If you asked me four years ago what the average cap was on an indexed annuity's annual point-to-point crediting method, my response would have been, "a decent 6.86 percent." Today, my response is, "a lousy 3.13 percent."
How are you, the independent insurance agent, supposed to sell that? What does that pitch even sound like? "Valued client: If I told you about a retirement savings product that could guarantee you would never lose a penny as a result of market fluctuation, but that you could earn as much as 3.13 percent if the S&P 500 rose that much or higher, would you be interested?"
Seriously? Most savers remember being able to walk down to their local bank and grab a certificate of deposit, crediting a double-digit rate, just a decade ago. How can you sell a product with a rate no higher than 3.5percent?
Lately, I have been hearing that you no longer have to. Why sell the indexed annuity with the cap of just over 3 percent, when you could sell an indexed life insurance policy with a cap of 12 percent? You heard me righta cap that averages 12 percent.

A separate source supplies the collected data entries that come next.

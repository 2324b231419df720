//! Handlers turn matches into actions, report status, and clear state.
//!
//! Linking handlers ([`symlink`], [`path`], [`shell`]) stage intermediates
//! and may run any number of times. Provisioning handlers ([`install`],
//! [`homebrew`]) run a command once per input checksum.
pub mod homebrew;
pub mod install;
pub mod path;
pub mod registry;
pub mod shell;
pub mod symlink;

use std::fmt;
use std::path::{Path, PathBuf};
use std::time::Duration;

pub use registry::{HandlerEntry, HandlerRegistry};

use crate::context::{ClearedItem, ClearedKind};
use crate::datastore::{DataStore, Status};
use crate::error::{DodotError, Result};
use crate::rules::Match;
use crate::types::{Action, Pack, RunMode};

/// Inputs shared by every handler call for one pack.
#[derive(Debug, Clone, Copy)]
pub struct HandlerContext<'a> {
    /// Pack being processed.
    pub pack: &'a Pack,
    /// Data store, for paths and read-only queries.
    pub store: &'a DataStore,
    /// When `false`, only intermediates are staged.
    pub enable_home_symlinks: bool,
    /// Timeout applied to provisioning commands.
    pub command_timeout: Option<Duration>,
}

impl HandlerContext<'_> {
    /// The user's home directory.
    #[must_use]
    pub fn home(&self) -> &Path {
        self.store.paths().home()
    }
}

/// A named component that processes matches of one category.
pub trait Handler: Send + Sync + fmt::Debug {
    /// Registered handler name.
    fn name(&self) -> &'static str;

    /// Category this handler belongs to.
    fn run_mode(&self) -> RunMode;

    /// Produce the action for one match.
    ///
    /// Each match is planned on its own; refusing one leaves the handler's
    /// other matches unaffected.
    ///
    /// # Errors
    ///
    /// Returns an action-generation error if the match cannot be handled, or
    /// a filesystem error if its input cannot be read.
    fn to_action(&self, ctx: &HandlerContext<'_>, m: &Match) -> Result<Action>;

    /// Report the current deployment status of an action's item.
    ///
    /// Read-only.
    ///
    /// # Errors
    ///
    /// Returns a filesystem error if state cannot be inspected.
    fn status(&self, action: &Action, store: &DataStore) -> Result<Status>;

    /// Remove this handler's state for a pack and list what was removed.
    ///
    /// In dry-run nothing is removed and every item is reported as success.
    ///
    /// # Errors
    ///
    /// Returns a filesystem error if the state dir cannot be listed.
    fn clear(
        &self,
        ctx: &HandlerContext<'_>,
        matches: &[Match],
        dry_run: bool,
    ) -> Result<Vec<ClearedItem>>;
}

/// Build an action-generation error for a refused match.
pub(crate) fn refuse(handler: &str, m: &Match, reason: impl Into<String>) -> DodotError {
    DodotError::ActionGeneration {
        handler: handler.to_string(),
        path: m.source.clone(),
        reason: reason.into(),
    }
}

/// Render `path` with the home directory collapsed to `~`.
#[must_use]
pub fn tilde(home: &Path, path: &Path) -> String {
    path.strip_prefix(home).map_or_else(
        |_| path.display().to_string(),
        |rest| format!("~/{}", rest.display()),
    )
}

fn cleared(kind: ClearedKind, path: PathBuf, outcome: Result<bool>) -> ClearedItem {
    match outcome {
        Ok(_) => ClearedItem {
            kind,
            path,
            success: true,
            error: None,
        },
        Err(e) => ClearedItem {
            kind,
            path,
            success: false,
            error: Some(e.to_string()),
        },
    }
}

/// Clear a linking handler: user links that resolve to one of its
/// intermediates, then the intermediates themselves.
///
/// `user_candidates` are the user paths worth checking; anything that is not
/// a link into this handler's state dir is left alone. The user-link ledger
/// is dropped once everything is gone, and kept after a failure so a retry
/// still finds the leftovers.
pub(crate) fn clear_links(
    handler: &str,
    ctx: &HandlerContext<'_>,
    user_candidates: &[PathBuf],
    dry_run: bool,
) -> Result<Vec<ClearedItem>> {
    let store = ctx.store;
    let pack = ctx.pack.name.as_str();
    let mut items = Vec::new();

    for intermediate in store.list_entries(pack, handler)? {
        for user in user_candidates {
            if !store.is_user_link(user, &intermediate)? {
                continue;
            }
            let outcome = if dry_run {
                Ok(true)
            } else {
                store.unlink_user(user, &intermediate)
            };
            items.push(cleared(ClearedKind::UserLink, user.clone(), outcome));
        }
        let outcome = if dry_run {
            Ok(true)
        } else {
            store.unlink_data(pack, handler, &intermediate)
        };
        items.push(cleared(ClearedKind::Intermediate, intermediate, outcome));
    }
    if !dry_run && items.iter().all(|i| i.success) {
        store.forget_user_links(pack, handler)?;
    }
    Ok(items)
}

/// Clear a provisioning handler: every sentinel, then the state dir.
pub(crate) fn clear_state_dir(
    handler: &str,
    ctx: &HandlerContext<'_>,
    dry_run: bool,
) -> Result<Vec<ClearedItem>> {
    let store = ctx.store;
    let pack = ctx.pack.name.as_str();
    let dir = store.handler_dir(pack, handler);
    if !store.fs().entry_exists(&dir) {
        return Ok(Vec::new());
    }

    let mut items: Vec<ClearedItem> = store
        .list_sentinels(pack, handler)?
        .into_iter()
        .map(|s| cleared(ClearedKind::Sentinel, s, Ok(true)))
        .collect();
    let outcome = if dry_run {
        Ok(true)
    } else {
        store.remove_state(pack, handler)
    };
    let dir_item = cleared(ClearedKind::StateDir, dir, outcome);
    if !dir_item.success {
        for item in &mut items {
            item.success = false;
            item.error.clone_from(&dir_item.error);
        }
    }
    items.push(dir_item);
    Ok(items)
}

#[cfg(test)]
pub(crate) mod test_support {
    //! Shared fixtures for handler unit tests.
    use std::sync::Arc;

    use crate::config::PackConfig;
    use crate::datastore::DataStore;
    use crate::fs::MemoryFs;
    use crate::paths::Paths;
    use crate::rules::Match;
    use crate::types::Pack;

    pub fn store(fs: MemoryFs) -> (Arc<MemoryFs>, DataStore) {
        let fs = Arc::new(fs);
        let store = DataStore::new(fs.clone(), Paths::new("/dots", "/data", "/h"));
        (fs, store)
    }

    pub fn pack(name: &str) -> Pack {
        Pack::new(name, format!("/dots/{name}"), PackConfig::default())
    }

    pub fn matched(pack: &str, name: &str, handler: &str, is_dir: bool) -> Match {
        Match {
            pack: pack.to_string(),
            source: format!("/dots/{pack}/{name}").into(),
            relative: name.into(),
            is_dir,
            handler: handler.to_string(),
            options: std::collections::BTreeMap::new(),
        }
    }
}
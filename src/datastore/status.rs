//! Deployment status values reported by handlers and the executor.
use std::fmt;

use chrono::{DateTime, Utc};

/// Lifecycle state of a deployable item.
#[derive(Debug, Clone, Copy, PartialEq, Eq, Hash)]
pub enum StatusState {
    /// Never deployed.
    Missing,
    /// Partly deployed or stale; a run would change it.
    Pending,
    /// Deployed and consistent.
    Ready,
    /// Present but inconsistent, or the operation failed.
    Error,
    /// Nothing to do.
    Skipped,
}

impl StatusState {
    /// Lower-case name.
    #[must_use]
    pub const fn as_str(self) -> &'static str {
        match self {
            Self::Missing => "missing",
            Self::Pending => "pending",
            Self::Ready => "ready",
            Self::Error => "error",
            Self::Skipped => "skipped",
        }
    }
}

impl fmt::Display for StatusState {
    fn fmt(&self, f: &mut fmt::Formatter<'_>) -> fmt::Result {
        f.write_str(self.as_str())
    }
}

/// Why an item is in the [`StatusState::Error`] state.
#[derive(Debug, Clone, Copy, PartialEq, Eq)]
pub enum StatusError {
    /// The intermediate link points somewhere other than the source.
    WrongTarget,
    /// The intermediate exists but the source it points at is gone.
    MissingSource,
    /// Something that is not a link occupies a link location.
    NotALink,
    /// The user path is a link to something other than our intermediate.
    ForeignLink,
    /// The item cannot be deployed as configured.
    Invalid,
}

impl StatusError {
    /// Short tag.
    #[must_use]
    pub const fn as_str(self) -> &'static str {
        match self {
            Self::WrongTarget => "wrong-target",
            Self::MissingSource => "missing-source",
            Self::NotALink => "not-a-link",
            Self::ForeignLink => "foreign-link",
            Self::Invalid => "invalid",
        }
    }
}

impl fmt::Display for StatusError {
    fn fmt(&self, f: &mut fmt::Formatter<'_>) -> fmt::Result {
        f.write_str(self.as_str())
    }
}

/// A status answer with optional detail.
#[derive(Debug, Clone, PartialEq, Eq)]
pub struct Status {
    /// State.
    pub state: StatusState,
    /// Human-readable explanation.
    pub message: String,
    /// When the item was last provisioned, for sentinel-backed items.
    pub timestamp: Option<DateTime<Utc>>,
    /// Error classification when `state` is [`StatusState::Error`].
    pub error: Option<StatusError>,
}

impl Status {
    fn with(state: StatusState, message: impl Into<String>) -> Self {
        Self {
            state,
            message: message.into(),
            timestamp: None,
            error: None,
        }
    }

    /// Never deployed.
    #[must_use]
    pub fn missing(message: impl Into<String>) -> Self {
        Self::with(StatusState::Missing, message)
    }

    /// Stale.
    #[must_use]
    pub fn pending(message: impl Into<String>) -> Self {
        Self::with(StatusState::Pending, message)
    }

    /// Deployed.
    #[must_use]
    pub fn ready(message: impl Into<String>) -> Self {
        Self::with(StatusState::Ready, message)
    }

    /// Inconsistent.
    #[must_use]
    pub fn error(kind: StatusError, message: impl Into<String>) -> Self {
        Self {
            error: Some(kind),
            ..Self::with(StatusState::Error, message)
        }
    }

    /// Attach a timestamp.
    #[must_use]
    pub fn at(mut self, timestamp: Option<DateTime<Utc>>) -> Self {
        self.timestamp = timestamp;
        self
    }
}

impl fmt::Display for Status {
    fn fmt(&self, f: &mut fmt::Formatter<'_>) -> fmt::Result {
        match self.error {
            Some(kind) => write!(f, "{} ({kind}): {}", self.state, self.message),
            None => write!(f, "{}: {}", self.state, self.message),
        }
    }
}
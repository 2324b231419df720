//! Path resolution: dotfiles root, data directory, and per-pack state dirs.
//!
//! The process environment is read exactly once into an [`Environment`]
//! snapshot; everything below the command layer works from that snapshot.
use std::fmt;
use std::path::{Path, PathBuf};

use crate::error::{DodotError, Result};

/// Environment variable naming the dotfiles root.
pub const DOTFILES_ROOT_ENV: &str = "DOTFILES_ROOT";
/// Environment variable overriding the data directory.
pub const DATA_DIR_ENV: &str = "DODOT_DATA_DIR";

/// Name of the directory under the platform data dir.
const APP_DIR: &str = "dodot";

/// Snapshot of the environment inputs the engine depends on.
#[derive(Debug, Clone, Default, PartialEq, Eq)]
pub struct Environment {
    /// Value of `DOTFILES_ROOT`, if set.
    pub dotfiles_root: Option<PathBuf>,
    /// Value of `DODOT_DATA_DIR`, if set.
    pub data_dir: Option<PathBuf>,
    /// Platform user data directory (e.g. `$XDG_DATA_HOME`).
    pub platform_data_dir: Option<PathBuf>,
    /// The user's home directory.
    pub home: Option<PathBuf>,
    /// Current working directory.
    pub cwd: Option<PathBuf>,
}

impl Environment {
    /// Read the process environment.
    #[must_use]
    pub fn capture() -> Self {
        let non_empty = |key: &str| {
            std::env::var_os(key)
                .filter(|v| !v.is_empty())
                .map(PathBuf::from)
        };
        Self {
            dotfiles_root: non_empty(DOTFILES_ROOT_ENV),
            data_dir: non_empty(DATA_DIR_ENV),
            platform_data_dir: dirs::data_dir(),
            home: dirs::home_dir(),
            cwd: std::env::current_dir().ok(),
        }
    }
}

/// Where the dotfiles root came from, for diagnostics.
#[derive(Debug, Clone, Copy, PartialEq, Eq)]
pub enum RootSource {
    /// `--dotfiles-root` on the command line (or set programmatically).
    Explicit,
    /// The `DOTFILES_ROOT` environment variable.
    Env,
    /// The nearest enclosing git repository of the working directory.
    GitRepository,
    /// The current working directory, used as a last resort.
    Fallback,
}

impl fmt::Display for RootSource {
    fn fmt(&self, f: &mut fmt::Formatter<'_>) -> fmt::Result {
        match self {
            Self::Explicit => f.write_str("explicit --dotfiles-root"),
            Self::Env => write!(f, "{DOTFILES_ROOT_ENV} environment variable"),
            Self::GitRepository => f.write_str("enclosing git repository"),
            Self::Fallback => f.write_str("current directory (fallback)"),
        }
    }
}

/// Resolve the dotfiles root: explicit, env var, git repository, cwd.
///
/// # Errors
///
/// Returns a configuration error if no candidate can be determined.
pub fn resolve_dotfiles_root(
    explicit: Option<&Path>,
    env: &Environment,
) -> Result<(PathBuf, RootSource)> {
    if let Some(root) = explicit {
        return Ok((root.to_path_buf(), RootSource::Explicit));
    }
    if let Some(root) = &env.dotfiles_root {
        return Ok((root.clone(), RootSource::Env));
    }
    let cwd = env.cwd.clone().ok_or_else(|| {
        DodotError::config(
            format!("cannot determine dotfiles root: use --dotfiles-root or set {DOTFILES_ROOT_ENV}"),
            None,
        )
    })?;
    if let Ok(repo) = git2::Repository::discover(&cwd)
        && let Some(workdir) = repo.workdir()
    {
        return Ok((workdir.to_path_buf(), RootSource::GitRepository));
    }
    Ok((cwd, RootSource::Fallback))
}

/// Canonical locations derived from the dotfiles root, data dir, and home.
///
/// Pure: constructing or querying a `Paths` never touches the filesystem.
#[derive(Debug, Clone, PartialEq, Eq)]
pub struct Paths {
    dotfiles_root: PathBuf,
    root_source: RootSource,
    data_dir: PathBuf,
    home: PathBuf,
}

impl Paths {
    /// Build from explicit locations.
    #[must_use]
    pub fn new(
        dotfiles_root: impl Into<PathBuf>,
        data_dir: impl Into<PathBuf>,
        home: impl Into<PathBuf>,
    ) -> Self {
        Self {
            dotfiles_root: dotfiles_root.into(),
            root_source: RootSource::Explicit,
            data_dir: data_dir.into(),
            home: home.into(),
        }
    }

    /// Resolve all locations from the environment snapshot.
    ///
    /// # Errors
    ///
    /// Returns a configuration error if the dotfiles root, the data directory,
    /// or the home directory cannot be determined.
    pub fn from_environment(explicit_root: Option<&Path>, env: &Environment) -> Result<Self> {
        let (root, root_source) = resolve_dotfiles_root(explicit_root, env)?;
        let root = dunce::canonicalize(&root).unwrap_or(root);

        let data_dir = env
            .data_dir
            .clone()
            .or_else(|| env.platform_data_dir.as_ref().map(|d| d.join(APP_DIR)))
            .ok_or_else(|| {
                DodotError::config(
                    format!("cannot determine data directory: set {DATA_DIR_ENV}"),
                    None,
                )
            })?;
        let home = env
            .home
            .clone()
            .ok_or_else(|| DodotError::config("cannot determine home directory", None))?;

        Ok(Self {
            dotfiles_root: root,
            root_source,
            data_dir,
            home,
        })
    }

    /// Directory holding the packs.
    #[must_use]
    pub fn dotfiles_root(&self) -> &Path {
        &self.dotfiles_root
    }

    /// How the dotfiles root was determined.
    #[must_use]
    pub const fn root_source(&self) -> RootSource {
        self.root_source
    }

    /// Private engine-owned data directory.
    #[must_use]
    pub fn data_dir(&self) -> &Path {
        &self.data_dir
    }

    /// The user's home directory.
    #[must_use]
    pub fn home(&self) -> &Path {
        &self.home
    }

    /// `<data>/packs`.
    #[must_use]
    pub fn packs_state_dir(&self) -> PathBuf {
        self.data_dir.join("packs")
    }

    /// `<data>/packs/<pack>`.
    #[must_use]
    pub fn pack_state_dir(&self, pack: &str) -> PathBuf {
        self.packs_state_dir().join(pack)
    }

    /// `<data>/packs/<pack>/<state_dir>`, the per-handler state directory.
    #[must_use]
    pub fn handler_dir(&self, pack: &str, state_dir: &str) -> PathBuf {
        self.pack_state_dir(pack).join(state_dir)
    }

    /// `<data>/shell`.
    #[must_use]
    pub fn shell_dir(&self) -> PathBuf {
        self.data_dir.join("shell")
    }

    /// Generated shell init script.
    #[must_use]
    pub fn init_script(&self) -> PathBuf {
        self.shell_dir().join("dodot-init.sh")
    }

    /// Data-directory lock file.
    #[must_use]
    pub fn lock_file(&self) -> PathBuf {
        self.data_dir.join(".lock")
    }
}

#[cfg(test)]
#[allow(clippy::expect_used, clippy::unwrap_used)]
mod tests {
    use super::*;

    fn env_with(root: Option<&str>) -> Environment {
        Environment {
            dotfiles_root: root.map(PathBuf::from),
            data_dir: Some(PathBuf::from("/data")),
            platform_data_dir: Some(PathBuf::from("/xdg")),
            home: Some(PathBuf::from("/h")),
            cwd: Some(PathBuf::from("/")),
        }
    }

    #[test]
    fn explicit_root_wins_over_env() {
        let env = env_with(Some("/from-env"));
        let (root, source) = resolve_dotfiles_root(Some(Path::new("/explicit")), &env).unwrap();
        assert_eq!(root, PathBuf::from("/explicit"));
        assert_eq!(source, RootSource::Explicit);
    }

    #[test]
    fn env_root_used_when_no_explicit() {
        let env = env_with(Some("/from-env"));
        let (root, source) = resolve_dotfiles_root(None, &env).unwrap();
        assert_eq!(root, PathBuf::from("/from-env"));
        assert_eq!(source, RootSource::Env);
    }

    #[test]
    fn git_repository_root_discovered_from_subdir() {
        let dir = tempfile::tempdir().unwrap();
        git2::Repository::init(dir.path()).unwrap();
        let sub = dir.path().join("vim");
        std::fs::create_dir(&sub).unwrap();
        let env = Environment {
            cwd: Some(sub),
            ..Environment::default()
        };
        let (root, source) = resolve_dotfiles_root(None, &env).unwrap();
        assert_eq!(source, RootSource::GitRepository);
        assert_eq!(
            dunce::canonicalize(root).unwrap(),
            dunce::canonicalize(dir.path()).unwrap()
        );
    }

    #[test]
    fn missing_cwd_is_config_error() {
        let env = Environment::default();
        let err = resolve_dotfiles_root(None, &env).unwrap_err();
        assert_eq!(err.kind(), crate::error::ErrorKind::Config);
    }

    #[test]
    fn data_dir_prefers_override() {
        let paths = Paths::from_environment(Some(Path::new("/dots")), &env_with(None)).unwrap();
        assert_eq!(paths.data_dir(), Path::new("/data"));
        assert_eq!(paths.home(), Path::new("/h"));
    }

    #[test]
    fn data_dir_falls_back_to_platform_dir() {
        let env = Environment {
            data_dir: None,
            ..env_with(None)
        };
        let paths = Paths::from_environment(Some(Path::new("/dots")), &env).unwrap();
        assert_eq!(paths.data_dir(), Path::new("/xdg/dodot"));
    }

    #[test]
    fn missing_home_is_config_error() {
        let env = Environment {
            home: None,
            ..env_with(None)
        };
        assert!(Paths::from_environment(Some(Path::new("/dots")), &env).is_err());
    }

    #[test]
    fn state_layout() {
        let paths = Paths::new("/dots", "/data", "/h");
        assert_eq!(
            paths.handler_dir("vim", "symlinks"),
            PathBuf::from("/data/packs/vim/symlinks")
        );
        assert_eq!(paths.lock_file(), PathBuf::from("/data/.lock"));
        assert_eq!(
            paths.init_script(),
            PathBuf::from("/data/shell/dodot-init.sh")
        );
    }
}
//! External command execution behind a mockable trait.
use std::io::Read;
use std::path::PathBuf;
use std::process::{Command, Stdio};
use std::sync::mpsc::{self, Receiver};
use std::sync::{Arc, Mutex, PoisonError};
use std::time::{Duration, Instant};

use crate::error::{DodotError, Result};

/// Poll interval while waiting on a child with a deadline.
const POLL_INTERVAL: Duration = Duration::from_millis(50);

/// How long output readers may lag behind the child's exit.
const DRAIN_GRACE: Duration = Duration::from_secs(2);

/// A fully described command invocation.
#[derive(Debug, Clone, Default, PartialEq, Eq)]
pub struct CommandSpec {
    /// Program name or path.
    pub program: String,
    /// Arguments.
    pub args: Vec<String>,
    /// Working directory.
    pub cwd: Option<PathBuf>,
    /// Extra environment variables.
    pub env: Vec<(String, String)>,
    /// Kill the process if it runs longer than this.
    pub timeout: Option<Duration>,
}

impl CommandSpec {
    /// Command with arguments and nothing else.
    #[must_use]
    pub fn new<I, S>(program: impl Into<String>, args: I) -> Self
    where
        I: IntoIterator<Item = S>,
        S: Into<String>,
    {
        Self {
            program: program.into(),
            args: args.into_iter().map(Into::into).collect(),
            ..Self::default()
        }
    }

    /// Set the working directory.
    #[must_use]
    pub fn current_dir(mut self, dir: impl Into<PathBuf>) -> Self {
        self.cwd = Some(dir.into());
        self
    }

    /// Add an environment variable.
    #[must_use]
    pub fn env(mut self, key: impl Into<String>, value: impl Into<String>) -> Self {
        self.env.push((key.into(), value.into()));
        self
    }

    /// Set the timeout.
    #[must_use]
    pub fn timeout(mut self, timeout: Option<Duration>) -> Self {
        self.timeout = timeout;
        self
    }

    /// Render as a shell-like command line for messages.
    #[must_use]
    pub fn display(&self) -> String {
        std::iter::once(self.program.as_str())
            .chain(self.args.iter().map(String::as_str))
            .collect::<Vec<_>>()
            .join(" ")
    }
}

/// Result of a command execution.
#[derive(Debug, Clone, Default, PartialEq, Eq)]
pub struct ExecResult {
    /// Captured standard output.
    pub stdout: String,
    /// Captured standard error.
    pub stderr: String,
    /// `true` if the process exited with status zero.
    pub success: bool,
    /// Exit code, absent when killed by a signal.
    pub code: Option<i32>,
}

impl ExecResult {
    /// Convert a non-zero exit into an execution error.
    ///
    /// # Errors
    ///
    /// Returns [`DodotError::Execution`] when `success` is false.
    pub fn check(self, spec: &CommandSpec) -> Result<Self> {
        if self.success {
            Ok(self)
        } else {
            Err(DodotError::Execution {
                command: spec.display(),
                code: self.code,
                stderr: self.stderr.trim().to_string(),
            })
        }
    }
}

/// Runs external commands on behalf of provisioning handlers.
#[cfg_attr(test, mockall::automock)]
pub trait CommandRunner: Send + Sync {
    /// Run a command to completion and capture its output.
    ///
    /// A non-zero exit is reported through [`ExecResult::success`], not as an
    /// error.
    ///
    /// # Errors
    ///
    /// Returns an execution error if the process cannot be launched or
    /// exceeds its timeout.
    fn run(&self, spec: &CommandSpec) -> Result<ExecResult>;

    /// Check if a program is available on PATH.
    fn which(&self, program: &str) -> bool;
}

/// Production implementation backed by [`std::process::Command`].
#[derive(Debug, Default, Clone, Copy)]
pub struct SystemRunner;

fn launch_error(spec: &CommandSpec, message: impl Into<String>) -> DodotError {
    DodotError::Execution {
        command: spec.display(),
        code: None,
        stderr: message.into(),
    }
}

/// Output of one pipe, filled by a background reader.
struct Drain {
    buf: Arc<Mutex<Vec<u8>>>,
    done: Receiver<()>,
}

impl Drain {
    fn spawn<R: Read + Send + 'static>(pipe: Option<R>) -> Self {
        let buf = Arc::new(Mutex::new(Vec::new()));
        let (tx, done) = mpsc::channel();
        let sink = Arc::clone(&buf);
        std::thread::spawn(move || {
            if let Some(mut pipe) = pipe {
                let mut chunk = [0u8; 4096];
                while let Ok(n @ 1..) = pipe.read(&mut chunk) {
                    sink.lock()
                        .unwrap_or_else(PoisonError::into_inner)
                        .extend_from_slice(chunk.get(..n).unwrap_or_default());
                }
            }
            let _ = tx.send(());
        });
        Self { buf, done }
    }

    /// Output read so far, waiting until `until` for end of file.
    ///
    /// A background process that inherited the pipe keeps the reader
    /// blocked past the child's exit; that reader is left behind and ends
    /// when the process closes its end.
    fn collect(&self, until: Instant) -> String {
        let _ = self
            .done
            .recv_timeout(until.saturating_duration_since(Instant::now()));
        let buf = self.buf.lock().unwrap_or_else(PoisonError::into_inner);
        String::from_utf8_lossy(&buf).into_owned()
    }
}

impl CommandRunner for SystemRunner {
    fn run(&self, spec: &CommandSpec) -> Result<ExecResult> {
        let mut cmd = Command::new(&spec.program);
        cmd.args(&spec.args)
            .stdin(Stdio::null())
            .stdout(Stdio::piped())
            .stderr(Stdio::piped());
        if let Some(cwd) = &spec.cwd {
            cmd.current_dir(cwd);
        }
        for (k, v) in &spec.env {
            cmd.env(k, v);
        }

        let mut child = cmd
            .spawn()
            .map_err(|e| launch_error(spec, format!("failed to execute: {e}")))?;
        // Drain both pipes concurrently so a chatty child never blocks on a
        // full pipe while we wait on it.
        let stdout = Drain::spawn(child.stdout.take());
        let stderr = Drain::spawn(child.stderr.take());

        let status = match spec.timeout {
            None => child
                .wait()
                .map_err(|e| launch_error(spec, format!("failed to wait: {e}")))?,
            Some(limit) => {
                let deadline = Instant::now() + limit;
                loop {
                    match child.try_wait() {
                        Ok(Some(status)) => break status,
                        Ok(None) if Instant::now() >= deadline => {
                            let _ = child.kill();
                            let _ = child.wait();
                            let output = stderr.collect(Instant::now() + DRAIN_GRACE);
                            let mut message = format!("timed out after {}s", limit.as_secs());
                            if !output.trim().is_empty() {
                                message = format!("{message}: {}", output.trim());
                            }
                            return Err(launch_error(spec, message));
                        }
                        Ok(None) => std::thread::sleep(POLL_INTERVAL),
                        Err(e) => return Err(launch_error(spec, format!("failed to wait: {e}"))),
                    }
                }
            }
        };

        let until = Instant::now() + DRAIN_GRACE;
        Ok(ExecResult {
            stdout: stdout.collect(until),
            stderr: stderr.collect(until),
            success: status.success(),
            code: status.code(),
        })
    }

    fn which(&self, program: &str) -> bool {
        which::which(program).is_ok()
    }
}
//! Command: print version information.

/// The build version: `DODOT_VERSION` when set at build time, otherwise the
/// crate version.
#[must_use]
pub fn version() -> &'static str {
    option_env!("DODOT_VERSION").unwrap_or(env!("CARGO_PKG_VERSION"))
}

/// Print the dodot version to stdout.
#[allow(clippy::print_stdout)]
pub fn run() {
    println!("dodot {}", version());
}
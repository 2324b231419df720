//! Message kinds and the [`Log`] trait shared by direct and buffered loggers.

/// tracing target for stage headers.
pub(super) const STAGE_TARGET: &str = "dodot::stage";
/// tracing target for dry-run notices.
pub(super) const DRY_RUN_TARGET: &str = "dodot::dry_run";

/// What a logged line represents.
#[derive(Debug, Clone, Copy, PartialEq, Eq)]
pub enum LogKind {
    /// Section header, e.g. one per pack.
    Stage,
    /// Normal progress output.
    Info,
    /// Detail shown only with `--verbose` (always kept in the log file).
    Debug,
    /// Something the user should look at.
    Warn,
    /// A failure.
    Error,
    /// What a dry run would have done.
    DryRun,
}

impl LogKind {
    /// Send `msg` through tracing with the level and target for this kind.
    pub(super) fn emit(self, msg: &str) {
        match self {
            Self::Stage => tracing::info!(target: STAGE_TARGET, "{msg}"),
            Self::Info => tracing::info!("{msg}"),
            Self::Debug => tracing::debug!("{msg}"),
            Self::Warn => tracing::warn!("{msg}"),
            Self::Error => tracing::error!("{msg}"),
            Self::DryRun => tracing::info!(target: DRY_RUN_TARGET, "{msg}"),
        }
    }

    /// Recover the kind of a tracing event.
    pub(super) fn classify(level: tracing::Level, target: &str) -> Self {
        match level {
            tracing::Level::ERROR => Self::Error,
            tracing::Level::WARN => Self::Warn,
            tracing::Level::INFO => match target {
                STAGE_TARGET => Self::Stage,
                DRY_RUN_TARGET => Self::DryRun,
                _ => Self::Info,
            },
            _ => Self::Debug,
        }
    }
}

/// Sink for pipeline output.
///
/// [`Logger`](super::Logger) writes immediately; [`BufferedLog`](super::BufferedLog)
/// holds a pack's lines until the pack finishes so parallel packs never
/// interleave. Code that logs only sees this trait.
pub trait Log: Send + Sync {
    /// Record one message.
    fn record(&self, kind: LogKind, msg: &str);

    /// Section header.
    fn stage(&self, msg: &str) {
        self.record(LogKind::Stage, msg);
    }

    /// Progress message.
    fn info(&self, msg: &str) {
        self.record(LogKind::Info, msg);
    }

    /// Verbose-only detail.
    fn debug(&self, msg: &str) {
        self.record(LogKind::Debug, msg);
    }

    /// Warning.
    fn warn(&self, msg: &str) {
        self.record(LogKind::Warn, msg);
    }

    /// Error.
    fn error(&self, msg: &str) {
        self.record(LogKind::Error, msg);
    }

    /// Dry-run notice.
    fn dry_run(&self, msg: &str) {
        self.record(LogKind::DryRun, msg);
    }
}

With historically low interest rates plaguing indexed annuities, some people have started marketing indexed universal life (IUL) as a replacement for indexed annuities. There are IUL products with caps as high as 17 percent today, so it shouldn't be surprising. Even the loftiest caps on today's indexed annuities are barely half that rate. That makes the IUL a much easier sale than the indexed annuity, when the sale is based on potential for gains.